If this is what you are looking for than this is what you are looking for. It meets all your expectations and satisfies the violence quotient you are jonesing for. There is a definite edge to the film that was lacking in the first big screen version of the story. Not being a fan of the comic that it is based on, I can’t say how faithful they were to the story but it sure feels like the tone of the movie is in line with the no nonsense visualization that comes up here. The plot is straightforward, there are only a couple of twists and they occur within the confines of the story and don’t scream “Hey we need to punch this up a bit”.
Karl Urban plays the title character and it is a interesting performance because he never takes his helmet off. The Judges in Mega city are all uniformed with armor and a head piece that hides the top half of their faces. It is never clear to me what the advantage of this is, but it was clear that Judge Dredd takes all of this very seriously. Since Urban has to perform with half a face, he needs to got the tone of the Judge right and make it work through action scenes and dialog. I thought he nailed it. There are not one liners or quips that make this character interesting, but his reaction and vocal tone speak volumes. He never plays a line for laughs, but there is sometimes a slight smirk and a odd pause that tells you the Judge just make a funny. Most of the time his world weary sigh is enough to tell you that the business end of his gun is about to do the rest of his speaking.
The only element of the movie that seemed like it might be a movie made plot point involves the rookie Judge that Dredd is evaluating. In the toxic irradiated world in which the story takes place, it appears that there are mutations. Most of these are not seen and when they are referred to, it is with a disparaging description of their lack of arms or legs. Judge Anderson however appears to have psychic abilities that raise her value despite a low set of test scores. The psychic element also gives the female co-star the opportunity to skip wearing her helmet since it could interfere with her talent. In truth, this simply gives the actress, Olivia Thirby, the ability to play her part with a complete face. It’s one thing to have a bunch of faceless hoods being dispatched in overwhelming numbers, but the audience needs some emotional connection to the main characters and if both of them remain anonymous that would be tough. The psychic ability plot line proves useful and it was not overly used but there were a couple of places where the rules regarding how it works were a bit inconsistent.

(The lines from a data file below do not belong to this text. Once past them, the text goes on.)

use thiserror::Error;

use crate::{
    db_types::{OrderId, OrderStatusType},
    helpers::ManifestError,
    traits::{FulfillmentError, GatewayError, InventoryError, OrderStoreError},
};

#[derive(Debug, Clone, PartialEq, Eq, Error)]
pub enum FinalizeError {
    #[error("{0}")]
    Inventory(InventoryError),
    #[error("Could not persist the order. {0}")]
    Persistence(String),
    #[error("Invalid order. {0}")]
    Validation(String),
    #[error("Order {0} does not exist")]
    OrderNotFound(OrderId),
    #[error("Order {id} cannot move from {from} to {to}")]
    StatusTransitionForbidden { id: OrderId, from: OrderStatusType, to: OrderStatusType },
}

impl FinalizeError {
    /// Only storage failures can succeed on a later attempt.
    pub fn is_retryable(&self) -> bool {
        matches!(self, FinalizeError::Persistence(_))
    }
}

impl From<InventoryError> for FinalizeError {
    fn from(e: InventoryError) -> Self {
        match e {
            InventoryError::DatabaseError(s) => FinalizeError::Persistence(s),
            e => FinalizeError::Inventory(e),
        }
    }
}

impl From<OrderStoreError> for FinalizeError {
    fn from(e: OrderStoreError) -> Self {
        FinalizeError::Persistence(e.to_string())
    }
}

impl From<FulfillmentError> for FinalizeError {
    fn from(e: FulfillmentError) -> Self {
        match e {
            FulfillmentError::Inventory(e) => e.into(),
            FulfillmentError::OrderStore(e) => e.into(),
            FulfillmentError::DatabaseError(s) => FinalizeError::Persistence(s),
            FulfillmentError::OrderNotFound(id) => FinalizeError::OrderNotFound(id),
            FulfillmentError::StatusTransitionForbidden { id, from, to } => {
                FinalizeError::StatusTransitionForbidden { id, from, to }
            },
            FulfillmentError::InvalidOrder(s) => FinalizeError::Validation(s),
        }
    }
}

#[derive(Debug, Clone, PartialEq, Eq, Error)]
pub enum OrderFlowError {
    #[error("Invalid order request. {0}")]
    InvalidRequest(String),
    #[error("{0}")]
    Inventory(InventoryError),
    #[error("{0}")]
    Gateway(GatewayError),
    #[error("The outcome of the payment is unknown. {0}")]
    PaymentOutcomeUnknown(String),
    #[error("Could not persist the order. {0}")]
    Persistence(String),
    #[error("The request was already processed as order {0}, which could not be fulfilled. The charge awaits review.")]
    AlreadyFailed(OrderId),
}

impl From<InventoryError> for OrderFlowError {
    fn from(e: InventoryError) -> Self {
        match e {
            InventoryError::DatabaseError(s) => OrderFlowError::Persistence(s),
            e => OrderFlowError::Inventory(e),
        }
    }
}

impl From<FinalizeError> for OrderFlowError {
    fn from(e: FinalizeError) -> Self {
        match e {
            FinalizeError::Inventory(e) => OrderFlowError::Inventory(e),
            FinalizeError::Validation(s) => OrderFlowError::InvalidRequest(s),
            e => OrderFlowError::Persistence(e.to_string()),
        }
    }
}

#[derive(Debug, Clone, PartialEq, Eq, Error)]
pub enum CheckoutError {
    #[error("Invalid checkout request. {0}")]
    InvalidRequest(String),
    #[error("{0}")]
    Inventory(InventoryError),
    #[error("{0}")]
    Manifest(#[from] ManifestError),
    #[error("{0}")]
    Gateway(#[from] GatewayError),
    #[error("Could not read the catalog. {0}")]
    Persistence(String),
}

impl From<InventoryError> for CheckoutError {
    fn from(e: InventoryError) -> Self {
        match e {
            InventoryError::DatabaseError(s) => CheckoutError::Persistence(s),
            e => CheckoutError::Inventory(e),
        }
    }
}
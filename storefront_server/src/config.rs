use std::{env, time::Duration};

use fulfillment_engine::{helpers::DEFAULT_TOLERANCE, CheckoutUrls};
use gateway_tools::GatewayConfig;
use log::*;
use sf_common::{parse_boolean_flag, Secret};

const DEFAULT_SF_HOST: &str = "127.0.0.1";
const DEFAULT_SF_PORT: u16 = 8370;
const DEFAULT_SIGNATURE_HEADER: &str = "Stripe-Signature";

#[derive(Clone, Debug)]
pub struct ServerConfig {
    pub host: String,
    pub port: u16,
    pub database_url: String,
    /// A JSON file of products that is upserted into the catalog when the server starts.
    pub catalog_file: Option<String>,
    pub gateway: GatewayConfig,
    pub webhook: WebhookConfig,
    pub checkout_urls: CheckoutUrls,
    /// Receipts are POSTed here. When it is not set, receipts are written to the log instead.
    pub mail_relay_url: Option<String>,
    pub operator: OperatorConfig,
}

/// The operator routes (alert log, reconciliation) are only mounted when they are switched on AND an API key is set.
#[derive(Clone, Debug, Default)]
pub struct OperatorConfig {
    pub enabled: bool,
    /// Operators send this as a bearer token.
    pub api_key: Secret<String>,
}

#[derive(Clone, Debug)]
pub struct WebhookConfig {
    pub secret: Secret<String>,
    /// The request header that carries the signature.
    pub signature_header: String,
    /// Signatures older (or newer) than this are refused.
    pub tolerance: Duration,
}

impl Default for WebhookConfig {
    fn default() -> Self {
        Self {
            secret: Secret::default(),
            signature_header: DEFAULT_SIGNATURE_HEADER.to_string(),
            tolerance: DEFAULT_TOLERANCE,
        }
    }
}

impl Default for ServerConfig {
    fn default() -> Self {
        Self {
            host: DEFAULT_SF_HOST.to_string(),
            port: DEFAULT_SF_PORT,
            database_url: String::default(),
            catalog_file: None,
            gateway: GatewayConfig::default(),
            webhook: WebhookConfig::default(),
            checkout_urls: CheckoutUrls::default(),
            mail_relay_url: None,
            operator: OperatorConfig::default(),
        }
    }
}

impl ServerConfig {
    pub fn new(host: &str, port: u16) -> Self {
        Self { host: host.to_string(), port, ..Default::default() }
    }

    pub fn from_env_or_default() -> Self {
        let host = env::var("SF_HOST").ok().unwrap_or_else(|| DEFAULT_SF_HOST.into());
        let port = env::var("SF_PORT")
            .map(|s| {
                s.parse::<u16>().unwrap_or_else(|e| {
                    error!("🪛️ {s} is not a valid port for SF_PORT. {e} Using the default, {DEFAULT_SF_PORT}, instead.");
                    DEFAULT_SF_PORT
                })
            })
            .ok()
            .unwrap_or(DEFAULT_SF_PORT);
        let database_url = env::var("SF_DATABASE_URL").ok().unwrap_or_else(|| {
            error!("🪛️ SF_DATABASE_URL is not set. Please set it to the URL for the storefront database.");
            String::default()
        });
        let catalog_file = env::var("SF_CATALOG_FILE").ok().filter(|s| !s.trim().is_empty());
        if catalog_file.is_none() {
            info!("🪛️ SF_CATALOG_FILE is not set. The catalog will not be seeded at start-up.");
        }
        let gateway = GatewayConfig::new_from_env_or_default();
        let webhook = WebhookConfig::from_env_or_default();
        let checkout_urls = checkout_urls_from_env();
        let mail_relay_url = env::var("SF_MAIL_RELAY_URL").ok().filter(|s| !s.trim().is_empty());
        if mail_relay_url.is_none() {
            info!("🪛️ SF_MAIL_RELAY_URL is not set. Receipts will be logged, but not sent.");
        }
        let operator = OperatorConfig::from_env_or_default();
        Self { host, port, database_url, catalog_file, gateway, webhook, checkout_urls, mail_relay_url, operator }
    }
}

impl OperatorConfig {
    pub fn from_env_or_default() -> Self {
        let enabled = env::var("SF_OPERATOR_ROUTES").ok();
        let api_key = env::var("SF_OPERATOR_API_KEY").ok();
        Self::from_values(enabled.as_deref(), api_key)
    }

    pub fn from_values(enabled: Option<&str>, api_key: Option<String>) -> Self {
        let api_key = api_key.filter(|k| !k.trim().is_empty());
        match (parse_boolean_flag(enabled, false), api_key) {
            (true, Some(key)) => {
                info!("🪛️ Operator routes are enabled under /operator.");
                Self { enabled: true, api_key: Secret::new(key) }
            },
            (true, None) => {
                error!(
                    "🪛️ SF_OPERATOR_ROUTES is switched on, but SF_OPERATOR_API_KEY is not set. The operator \
                     routes will not be available."
                );
                Self::default()
            },
            (false, _) => {
                info!("🪛️ Operator routes are disabled. Set SF_OPERATOR_ROUTES=1 to enable them.");
                Self::default()
            },
        }
    }
}

impl WebhookConfig {
    pub fn from_env_or_default() -> Self {
        let secret = env::var("SF_WEBHOOK_SECRET").ok().unwrap_or_else(|| {
            error!(
                "🪛️ SF_WEBHOOK_SECRET is not set. Please set it to the webhook signing secret for your gateway \
                 account. All webhook calls will be refused until it is set."
            );
            String::default()
        });
        let signature_header = env::var("SF_WEBHOOK_SIGNATURE_HEADER").ok().unwrap_or_else(|| {
            info!("🪛️ SF_WEBHOOK_SIGNATURE_HEADER is not set. Using {DEFAULT_SIGNATURE_HEADER}.");
            DEFAULT_SIGNATURE_HEADER.to_string()
        });
        let tolerance = env::var("SF_WEBHOOK_TOLERANCE_SECS")
            .map_err(|_| {
                info!(
                    "🪛️ SF_WEBHOOK_TOLERANCE_SECS is not set. Using the default value of {} s.",
                    DEFAULT_TOLERANCE.as_secs()
                )
            })
            .and_then(|s| {
                s.parse::<u64>()
                    .map(Duration::from_secs)
                    .map_err(|e| warn!("🪛️ Invalid configuration value for SF_WEBHOOK_TOLERANCE_SECS. {e}"))
            })
            .ok()
            .unwrap_or(DEFAULT_TOLERANCE);
        Self { secret: Secret::new(secret), signature_header, tolerance }
    }
}

fn checkout_urls_from_env() -> CheckoutUrls {
    let success_url = env::var("SF_CHECKOUT_SUCCESS_URL").ok().unwrap_or_else(|| {
        warn!("🪛️ SF_CHECKOUT_SUCCESS_URL is not set. Buyers will be returned to a placeholder page.");
        "https://example.com/checkout/success".to_string()
    });
    let cancel_url = env::var("SF_CHECKOUT_CANCEL_URL").ok().unwrap_or_else(|| {
        warn!("🪛️ SF_CHECKOUT_CANCEL_URL is not set. Buyers will be returned to a placeholder page.");
        "https://example.com/checkout/cancel".to_string()
    });
    CheckoutUrls { success_url, cancel_url }
}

I have not been able to catch up with a movie out earlier this year, “Raid Redemption”. I have heard that it has a very similar plot to this film and that there is also a lot of imaginative violence that drives it as an entertainment. I expect it will be right up my alley because the current film clearly was. Hundreds of gang members in a massive building are trying to wipe out the two judges. There is some technical mumbo jumbo used to make the battle remain between the gang and the judges without any outside assistance for the most part. This was another plot loophole toward the end of the film, and one of the twists that comes up, while not exactly a cheat, feels a little too pat. Still, this two against hundreds saga is filled with small scenarios that hold our attention. There is a nice use of the psychic skills to escape one situation, a technical trick to fix another, and finally there is the willingness of the minions to act recklessly, which allows our judges to be so efficient in dispensing justice. In one extremely long outburst of violence, hundreds of bystanders are slaughtered in a pretty mechanical way. I appreciated that the glorification of violence was usually reserved for the wicked as they got their comeuppance. If you are clearly as bad a person as I am, and take joy in the violent retribution that the criminal behavior brings, then you will want to see this in 3D. The viscera comes flying off the screen and splatters (metaphorically) on the audience in abundance. It is shameful and base to take such delight in violent images such as these. So of course I loved the movie. Let’s face it, this is an entertainment that derives its purpose from exploiting the violence.
There have been other violent soaked orgies of cinema excess that I have not enjoyed despite their bloody visage. “Sin City” comes to mind. I am also unwilling to endure what some have called “torture porn”. Movies in which the innocent are mutilated as often as the guilty, are harder for me to justify to my own sensibility. I need to care about someone in the movie for there to be a value to the vengeance. I cared about the two judges. The rookie represents an innocent who is looking for a life purpose in a world that otherwise has no use for her, and the veteran Dredd, is the silent figure of justice that is as close to an ideal as one can come to in the world created by the film. He goes by the rules and follows the code. Those that cross the line do so at their peril. It’s nice to think that someone so single minded and violent is on the side of justice rather than a criminal. In many ways he is “Robocop” without the cyborg trappings, and “Robocop” is one of my favorite cinematic heroes. All you need to know going into this is whether the premise appeals to you. If it does, if violent action in pursuit of “justice” is your kind of movie, than get to a theater because this is your kind of movie.